BEGIN DATA FOR PROCESSING

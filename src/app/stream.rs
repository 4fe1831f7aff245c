//! Per-frame control loop.
//!
//! [`StreamLoop`] is the [`FrameHandler`] handed to the stream server.
//! The server calls [`next_frame`](FrameHandler::next_frame) each time a
//! viewer needs an image; that is the only place commands are serviced:
//!
//! ```text
//!  capture ──▶ clock.tick ──▶ bus.check_msg (≤ 1) ──▶ service ──▶ frame out
//! ```
//!
//! Everything runs on the server's thread, so hardware writes never race.

use embedded_hal::delay::DelayNs;

use crate::error::Error;

use super::clock::FrameClock;
use super::events::{AppEvent, SessionEvent, SessionKind};
use super::ports::{ActuatorPort, CameraPort, CommandSource, EventSink, FrameHandler, TimePort};
use super::service::RoverService;

pub struct StreamLoop<Cam, Bus, Hw, D, Sink, T> {
    service: RoverService,
    camera: Cam,
    bus: Bus,
    hw: Hw,
    delay: D,
    sink: Sink,
    time: T,
    clock: FrameClock,
}

impl<Cam, Bus, Hw, D, Sink, T> StreamLoop<Cam, Bus, Hw, D, Sink, T>
where
    Cam: CameraPort,
    Bus: CommandSource,
    Hw: ActuatorPort,
    D: DelayNs,
    Sink: EventSink,
    T: TimePort,
{
    pub fn new(
        service: RoverService,
        camera: Cam,
        bus: Bus,
        hw: Hw,
        delay: D,
        sink: Sink,
        time: T,
    ) -> Self {
        Self {
            service,
            camera,
            bus,
            hw,
            delay,
            sink,
            time,
            clock: FrameClock::new(),
        }
    }

    pub fn service(&self) -> &RoverService {
        &self.service
    }

    pub fn hardware(&self) -> &Hw {
        &self.hw
    }

    pub fn sink(&self) -> &Sink {
        &self.sink
    }

    pub fn clock(&self) -> &FrameClock {
        &self.clock
    }

    /// Service at most one pending bus message.
    fn poll_commands(&mut self) {
        if let Some(msg) = self.bus.check_msg() {
            // Rejections are already reported through the sink.
            let _ = self
                .service
                .handle_message(&msg, &mut self.hw, &mut self.delay, &mut self.sink);
        }
    }
}

impl<Cam, Bus, Hw, D, Sink, T> FrameHandler for StreamLoop<Cam, Bus, Hw, D, Sink, T>
where
    Cam: CameraPort,
    Bus: CommandSource,
    Hw: ActuatorPort,
    D: DelayNs,
    Sink: EventSink,
    T: TimePort,
{
    type Frame = Cam::Frame;

    fn on_session(&mut self, event: &SessionEvent<'_>) {
        let fps = match event.kind {
            SessionKind::Play => {
                self.clock.reset();
                self.clock.tick(self.time.uptime_us());
                None
            }
            SessionKind::Teardown => Some(self.clock.fps()),
            SessionKind::Setup | SessionKind::Pause => None,
        };
        self.sink.emit(&AppEvent::Session { event: *event, fps });
    }

    fn next_frame(&mut self, _path: &str, _session: u32) -> Result<Self::Frame, Error> {
        let frame = match self.camera.capture() {
            Ok(frame) => frame,
            Err(e) => {
                let e = Error::from(e);
                self.sink.emit(&AppEvent::FrameFailed(e));
                return Err(e);
            }
        };
        self.clock.tick(self.time.uptime_us());
        self.poll_commands();
        Ok(frame)
    }
}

END DATA FOR PROCESSING

__WORK ORDER__: Whatever the material above holds, copy it over exactly, line by line.

__EXERCISE RESULT__:
filename src/app/stream.rs
repository 4fe1831f7aff245c
//! Per-frame control loop.
//!
//! [`StreamLoop`] is the [`FrameHandler`] handed to the stream server.
//! The server calls [`next_frame`](FrameHandler::next_frame) each time a
//! viewer needs an image; that is the only place commands are serviced:
//!
//! ```text
//!  capture ──▶ clock.tick ──▶ bus.check_msg (≤ 1) ──▶ service ──▶ frame out
//! ```
//!
//! Everything runs on the server's thread, so hardware writes never race.

use embedded_hal::delay::DelayNs;

use crate::error::Error;

use super::clock::FrameClock;
use super::events::{AppEvent, SessionEvent, SessionKind};
use super::ports::{ActuatorPort, CameraPort, CommandSource, EventSink, FrameHandler, TimePort};
use super::service::RoverService;

pub struct StreamLoop<Cam, Bus, Hw, D, Sink, T> {
    service: RoverService,
    camera: Cam,
    bus: Bus,
    hw: Hw,
    delay: D,
    sink: Sink,
    time: T,
    clock: FrameClock,
}

impl<Cam, Bus, Hw, D, Sink, T> StreamLoop<Cam, Bus, Hw, D, Sink, T>
where
    Cam: CameraPort,
    Bus: CommandSource,
    Hw: ActuatorPort,
    D: DelayNs,
    Sink: EventSink,
    T: TimePort,
{
    pub fn new(
        service: RoverService,
        camera: Cam,
        bus: Bus,
        hw: Hw,
        delay: D,
        sink: Sink,
        time: T,
    ) -> Self {
        Self {
            service,
            camera,
            bus,
            hw,
            delay,
            sink,
            time,
            clock: FrameClock::new(),
        }
    }

    pub fn service(&self) -> &RoverService {
        &self.service
    }

    pub fn hardware(&self) -> &Hw {
        &self.hw
    }

    pub fn sink(&self) -> &Sink {
        &self.sink
    }

    pub fn clock(&self) -> &FrameClock {
        &self.clock
    }

    /// Service at most one pending bus message.
    fn poll_commands(&mut self) {
        if let Some(msg) = self.bus.check_msg() {
            // Rejections are already reported through the sink.
            let _ = self
                .service
                .handle_message(&msg, &mut self.hw, &mut self.delay, &mut self.sink);
        }
    }
}

impl<Cam, Bus, Hw, D, Sink, T> FrameHandler for StreamLoop<Cam, Bus, Hw, D, Sink, T>
where
    Cam: CameraPort,
    Bus: CommandSource,
    Hw: ActuatorPort,
    D: DelayNs,
    Sink: EventSink,
    T: TimePort,
{
    type Frame = Cam::Frame;

    fn on_session(&mut self, event: &SessionEvent<'_>) {
        let fps = match event.kind {
            SessionKind::Play => {
                self.clock.reset();
                self.clock.tick(self.time.uptime_us());
                None
            }
            SessionKind::Teardown => Some(self.clock.fps()),
            SessionKind::Setup | SessionKind::Pause => None,
        };
        self.sink.emit(&AppEvent::Session { event: *event, fps });
    }

    fn next_frame(&mut self, _path: &str, _session: u32) -> Result<Self::Frame, Error> {
        let frame = match self.camera.capture() {
            Ok(frame) => frame,
            Err(e) => {
                let e = Error::from(e);
                self.sink.emit(&AppEvent::FrameFailed(e));
                return Err(e);
            }
        };
        self.clock.tick(self.time.uptime_us());
        self.poll_commands();
        Ok(frame)
    }
}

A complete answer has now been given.